**Dataset records:**
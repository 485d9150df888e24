use serde::{Deserialize, Serialize};

use super::{lookup, require_id, Resource};
use crate::{
    environment_guard::DUMMY_ENVIRONMENT_KEY,
    validation::validate_key,
    wire::{JsonProject, PatchOperation},
    Provider, Result,
};

/// `launchdarkly_project`.
#[derive(Debug, Clone, Default, PartialEq, Eq, Serialize, Deserialize)]
pub struct ProjectState {
    /// Set once the remote entity exists.
    #[serde(default, skip_serializing_if = "Option::is_none")]
    pub id: Option<String>,
    /// Display name.
    #[serde(default)]
    pub name: String,
    /// Project key. Changing it recreates the project.
    pub key: String,
}

impl ProjectState {
    /// Data source read: the project with `key`, if it exists.
    pub fn lookup(provider: &Provider, key: &str) -> Result<Option<ProjectState>> {
        validate_key("key", key)?;
        lookup(
            ProjectState {
                key: key.to_owned(),
                ..Default::default()
            },
            provider,
        )
    }
}

impl Resource for ProjectState {
    const TYPE_NAME: &'static str = "launchdarkly_project";

    fn id(&self) -> Option<&str> {
        self.id.as_deref()
    }

    fn validate(&self) -> Result<()> {
        validate_key("key", &self.key)?;
        Ok(())
    }

    fn create(&mut self, provider: &Provider) -> Result<()> {
        self.validate()?;
        let client = provider.client();
        let urls = provider.urls();

        let _: JsonProject = client.post(&urls.project_create(), &self.to_wire(), &[201])?;
        self.id = Some(self.key.clone());

        // The API seeds every new project with default environments. They are replaced by the
        // dummy environment until real ones are declared.
        let environments = provider.lock_environments()?;
        let defaults = environments.environment_keys(&self.key)?;
        environments.ensure_dummy_environment(&self.key)?;
        for environment in defaults.iter().filter(|key| *key != DUMMY_ENVIRONMENT_KEY) {
            log::debug!(target: "launchdarkly",
                        project:% = self.key,
                        environment:% = environment;
                        "deleting default environment");
            client.delete(&urls.environment(&self.key, environment), &[204])?;
        }

        Ok(())
    }

    fn read(&mut self, provider: &Provider) -> Result<()> {
        let url = provider.urls().project(&self.key);
        match provider.client().get_optional::<JsonProject>(&url)? {
            Some(remote) => self.apply_wire(remote),
            None => {
                log::warn!(target: "launchdarkly", project:% = self.key; "project no longer exists");
                self.id = None;
            }
        }
        Ok(())
    }

    fn update(&mut self, provider: &Provider) -> Result<()> {
        self.validate()?;
        let id = require_id(&self.id, Self::TYPE_NAME)?;
        let payload = [PatchOperation::replace("/name", self.name.clone())];
        provider
            .client()
            .patch(&provider.urls().project(id), &payload, &[200], 0)?;
        Ok(())
    }

    fn delete(&mut self, provider: &Provider) -> Result<()> {
        let id = require_id(&self.id, Self::TYPE_NAME)?;
        provider
            .client()
            .delete(&provider.urls().project(id), &[204, 404])?;
        self.id = None;
        Ok(())
    }

    /// Projects are imported by their bare key.
    fn import(id: &str, provider: &Provider) -> Result<Self> {
        let mut state = ProjectState {
            id: Some(id.to_owned()),
            key: id.to_owned(),
            ..Default::default()
        };
        state.read(provider)?;
        Ok(state)
    }
}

**Exercise:**
Retype the listing above word for word.

**Finished exercise:**
repository 485d9150df888e24
use serde::{Deserialize, Serialize};

use super::{lookup, require_id, Resource};
use crate::{
    environment_guard::DUMMY_ENVIRONMENT_KEY,
    validation::validate_key,
    wire::{JsonProject, PatchOperation},
    Provider, Result,
};

/// `launchdarkly_project`.
#[derive(Debug, Clone, Default, PartialEq, Eq, Serialize, Deserialize)]
pub struct ProjectState {
    /// Set once the remote entity exists.
    #[serde(default, skip_serializing_if = "Option::is_none")]
    pub id: Option<String>,
    /// Display name.
    #[serde(default)]
    pub name: String,
    /// Project key. Changing it recreates the project.
    pub key: String,
}

impl ProjectState {
    /// Data source read: the project with `key`, if it exists.
    pub fn lookup(provider: &Provider, key: &str) -> Result<Option<ProjectState>> {
        validate_key("key", key)?;
        lookup(
            ProjectState {
                key: key.to_owned(),
                ..Default::default()
            },
            provider,
        )
    }
}

impl Resource for ProjectState {
    const TYPE_NAME: &'static str = "launchdarkly_project";

    fn id(&self) -> Option<&str> {
        self.id.as_deref()
    }

    fn validate(&self) -> Result<()> {
        validate_key("key", &self.key)?;
        Ok(())
    }

    fn create(&mut self, provider: &Provider) -> Result<()> {
        self.validate()?;
        let client = provider.client();
        let urls = provider.urls();

        let _: JsonProject = client.post(&urls.project_create(), &self.to_wire(), &[201])?;
        self.id = Some(self.key.clone());

        // The API seeds every new project with default environments. They are replaced by the
        // dummy environment until real ones are declared.
        let environments = provider.lock_environments()?;
        let defaults = environments.environment_keys(&self.key)?;
        environments.ensure_dummy_environment(&self.key)?;
        for environment in defaults.iter().filter(|key| *key != DUMMY_ENVIRONMENT_KEY) {
            log::debug!(target: "launchdarkly",
                        project:% = self.key,
                        environment:% = environment;
                        "deleting default environment");
            client.delete(&urls.environment(&self.key, environment), &[204])?;
        }

        Ok(())
    }

    fn read(&mut self, provider: &Provider) -> Result<()> {
        let url = provider.urls().project(&self.key);
        match provider.client().get_optional::<JsonProject>(&url)? {
            Some(remote) => self.apply_wire(remote),
            None => {
                log::warn!(target: "launchdarkly", project:% = self.key; "project no longer exists");
                self.id = None;
            }
        }
        Ok(())
    }

    fn update(&mut self, provider: &Provider) -> Result<()> {
        self.validate()?;
        let id = require_id(&self.id, Self::TYPE_NAME)?;
        let payload = [PatchOperation::replace("/name", self.name.clone())];
        provider
            .client()
            .patch(&provider.urls().project(id), &payload, &[200], 0)?;
        Ok(())
    }

    fn delete(&mut self, provider: &Provider) -> Result<()> {
        let id = require_id(&self.id, Self::TYPE_NAME)?;
        provider
            .client()
            .delete(&provider.urls().project(id), &[204, 404])?;
        self.id = None;
        Ok(())
    }

    /// Projects are imported by their bare key.
    fn import(id: &str, provider: &Provider) -> Result<Self> {
        let mut state = ProjectState {
            id: Some(id.to_owned()),
            key: id.to_owned(),
            ..Default::default()
        };
        state.read(provider)?;
        Ok(state)
    }
}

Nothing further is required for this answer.